===== Data =====

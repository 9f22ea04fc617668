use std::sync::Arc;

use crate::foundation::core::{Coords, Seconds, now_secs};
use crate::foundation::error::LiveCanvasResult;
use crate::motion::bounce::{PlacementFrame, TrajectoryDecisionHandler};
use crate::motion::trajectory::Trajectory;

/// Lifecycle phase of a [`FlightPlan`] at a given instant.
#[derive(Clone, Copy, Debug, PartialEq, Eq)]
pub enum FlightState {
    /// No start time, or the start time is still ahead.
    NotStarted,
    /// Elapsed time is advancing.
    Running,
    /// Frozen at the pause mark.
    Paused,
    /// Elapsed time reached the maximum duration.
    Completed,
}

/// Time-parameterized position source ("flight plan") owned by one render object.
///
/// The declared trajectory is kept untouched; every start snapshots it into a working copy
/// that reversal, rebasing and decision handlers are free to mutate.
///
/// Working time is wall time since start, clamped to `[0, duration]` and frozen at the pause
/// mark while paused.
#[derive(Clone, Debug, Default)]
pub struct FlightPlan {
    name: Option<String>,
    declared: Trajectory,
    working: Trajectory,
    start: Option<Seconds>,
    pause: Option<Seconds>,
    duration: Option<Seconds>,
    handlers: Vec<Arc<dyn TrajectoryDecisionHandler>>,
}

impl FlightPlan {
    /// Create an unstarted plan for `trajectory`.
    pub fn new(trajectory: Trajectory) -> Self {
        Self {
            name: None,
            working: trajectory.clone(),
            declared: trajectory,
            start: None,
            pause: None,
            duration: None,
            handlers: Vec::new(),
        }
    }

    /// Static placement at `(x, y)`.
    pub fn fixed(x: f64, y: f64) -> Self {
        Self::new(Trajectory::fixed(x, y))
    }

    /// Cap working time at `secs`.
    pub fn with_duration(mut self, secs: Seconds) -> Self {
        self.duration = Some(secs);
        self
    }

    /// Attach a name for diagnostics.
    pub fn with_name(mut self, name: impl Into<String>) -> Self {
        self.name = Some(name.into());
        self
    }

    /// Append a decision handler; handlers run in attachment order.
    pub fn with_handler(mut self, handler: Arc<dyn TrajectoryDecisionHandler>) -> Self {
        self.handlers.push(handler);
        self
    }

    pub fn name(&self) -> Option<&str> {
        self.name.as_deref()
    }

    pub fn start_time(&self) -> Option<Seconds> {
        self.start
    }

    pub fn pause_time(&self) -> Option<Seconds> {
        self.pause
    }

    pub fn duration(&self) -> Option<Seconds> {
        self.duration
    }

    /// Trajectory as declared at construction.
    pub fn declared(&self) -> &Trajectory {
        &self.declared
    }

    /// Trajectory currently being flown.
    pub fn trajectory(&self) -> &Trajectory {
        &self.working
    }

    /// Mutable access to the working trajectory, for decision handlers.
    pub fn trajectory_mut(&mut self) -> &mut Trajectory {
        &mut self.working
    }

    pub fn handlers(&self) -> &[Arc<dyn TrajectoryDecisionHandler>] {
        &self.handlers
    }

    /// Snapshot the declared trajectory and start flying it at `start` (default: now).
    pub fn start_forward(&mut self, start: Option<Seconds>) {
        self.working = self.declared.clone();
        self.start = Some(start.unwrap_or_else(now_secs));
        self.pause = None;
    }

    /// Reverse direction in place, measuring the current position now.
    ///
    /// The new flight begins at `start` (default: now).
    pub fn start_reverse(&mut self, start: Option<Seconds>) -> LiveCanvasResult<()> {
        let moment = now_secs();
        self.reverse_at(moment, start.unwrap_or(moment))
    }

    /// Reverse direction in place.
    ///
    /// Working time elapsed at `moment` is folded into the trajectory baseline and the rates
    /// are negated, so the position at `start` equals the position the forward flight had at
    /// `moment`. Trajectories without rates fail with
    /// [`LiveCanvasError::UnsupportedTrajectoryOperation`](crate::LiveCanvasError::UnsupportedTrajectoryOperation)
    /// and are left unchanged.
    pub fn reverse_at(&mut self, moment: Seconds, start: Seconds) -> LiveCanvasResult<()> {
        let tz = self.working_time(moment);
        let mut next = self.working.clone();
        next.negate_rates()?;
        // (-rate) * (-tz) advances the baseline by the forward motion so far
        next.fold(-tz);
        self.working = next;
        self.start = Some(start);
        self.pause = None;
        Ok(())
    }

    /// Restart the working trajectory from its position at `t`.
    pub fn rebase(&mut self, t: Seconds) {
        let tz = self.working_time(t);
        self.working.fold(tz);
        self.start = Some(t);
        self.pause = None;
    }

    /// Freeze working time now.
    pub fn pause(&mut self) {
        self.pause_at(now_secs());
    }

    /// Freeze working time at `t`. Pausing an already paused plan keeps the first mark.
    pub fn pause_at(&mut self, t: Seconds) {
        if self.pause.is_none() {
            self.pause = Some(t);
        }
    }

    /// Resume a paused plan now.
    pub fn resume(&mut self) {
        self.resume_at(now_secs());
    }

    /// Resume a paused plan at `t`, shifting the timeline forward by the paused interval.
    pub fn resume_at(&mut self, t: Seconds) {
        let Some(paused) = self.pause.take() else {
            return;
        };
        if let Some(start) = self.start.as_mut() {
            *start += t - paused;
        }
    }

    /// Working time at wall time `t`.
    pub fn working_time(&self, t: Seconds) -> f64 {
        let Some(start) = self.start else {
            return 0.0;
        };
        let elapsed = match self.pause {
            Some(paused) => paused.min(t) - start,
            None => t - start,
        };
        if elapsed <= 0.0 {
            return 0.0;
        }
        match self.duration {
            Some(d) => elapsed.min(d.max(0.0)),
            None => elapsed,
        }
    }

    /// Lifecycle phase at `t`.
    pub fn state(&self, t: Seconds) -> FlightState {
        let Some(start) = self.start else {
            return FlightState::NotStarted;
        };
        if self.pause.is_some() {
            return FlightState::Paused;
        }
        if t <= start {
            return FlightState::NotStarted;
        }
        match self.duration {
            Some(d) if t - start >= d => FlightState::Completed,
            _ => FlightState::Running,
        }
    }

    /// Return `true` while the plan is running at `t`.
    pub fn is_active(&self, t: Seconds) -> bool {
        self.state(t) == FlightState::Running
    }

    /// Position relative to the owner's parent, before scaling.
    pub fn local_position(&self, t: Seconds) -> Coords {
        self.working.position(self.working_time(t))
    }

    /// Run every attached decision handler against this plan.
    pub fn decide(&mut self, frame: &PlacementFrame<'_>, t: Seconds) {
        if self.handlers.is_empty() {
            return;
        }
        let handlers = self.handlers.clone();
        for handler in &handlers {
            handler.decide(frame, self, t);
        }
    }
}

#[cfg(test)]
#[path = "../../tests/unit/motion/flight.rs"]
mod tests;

=====

* **Problem requirements**: Look above for the line with "is still ahead." and the line with "Create an unstarted". Write out those two lines and all the lines between them, exactly, and no others.

* **Problem solution**:
    /// No start time, or the start time is still ahead.
    NotStarted,
    /// Elapsed time is advancing.
    Running,
    /// Frozen at the pause mark.
    Paused,
    /// Elapsed time reached the maximum duration.
    Completed,
}

/// Time-parameterized position source ("flight plan") owned by one render object.
///
/// The declared trajectory is kept untouched; every start snapshots it into a working copy
/// that reversal, rebasing and decision handlers are free to mutate.
///
/// Working time is wall time since start, clamped to `[0, duration]` and frozen at the pause
/// mark while paused.
#[derive(Clone, Debug, Default)]
pub struct FlightPlan {
    name: Option<String>,
    declared: Trajectory,
    working: Trajectory,
    start: Option<Seconds>,
    pause: Option<Seconds>,
    duration: Option<Seconds>,
    handlers: Vec<Arc<dyn TrajectoryDecisionHandler>>,
}

impl FlightPlan {
    /// Create an unstarted plan for `trajectory`.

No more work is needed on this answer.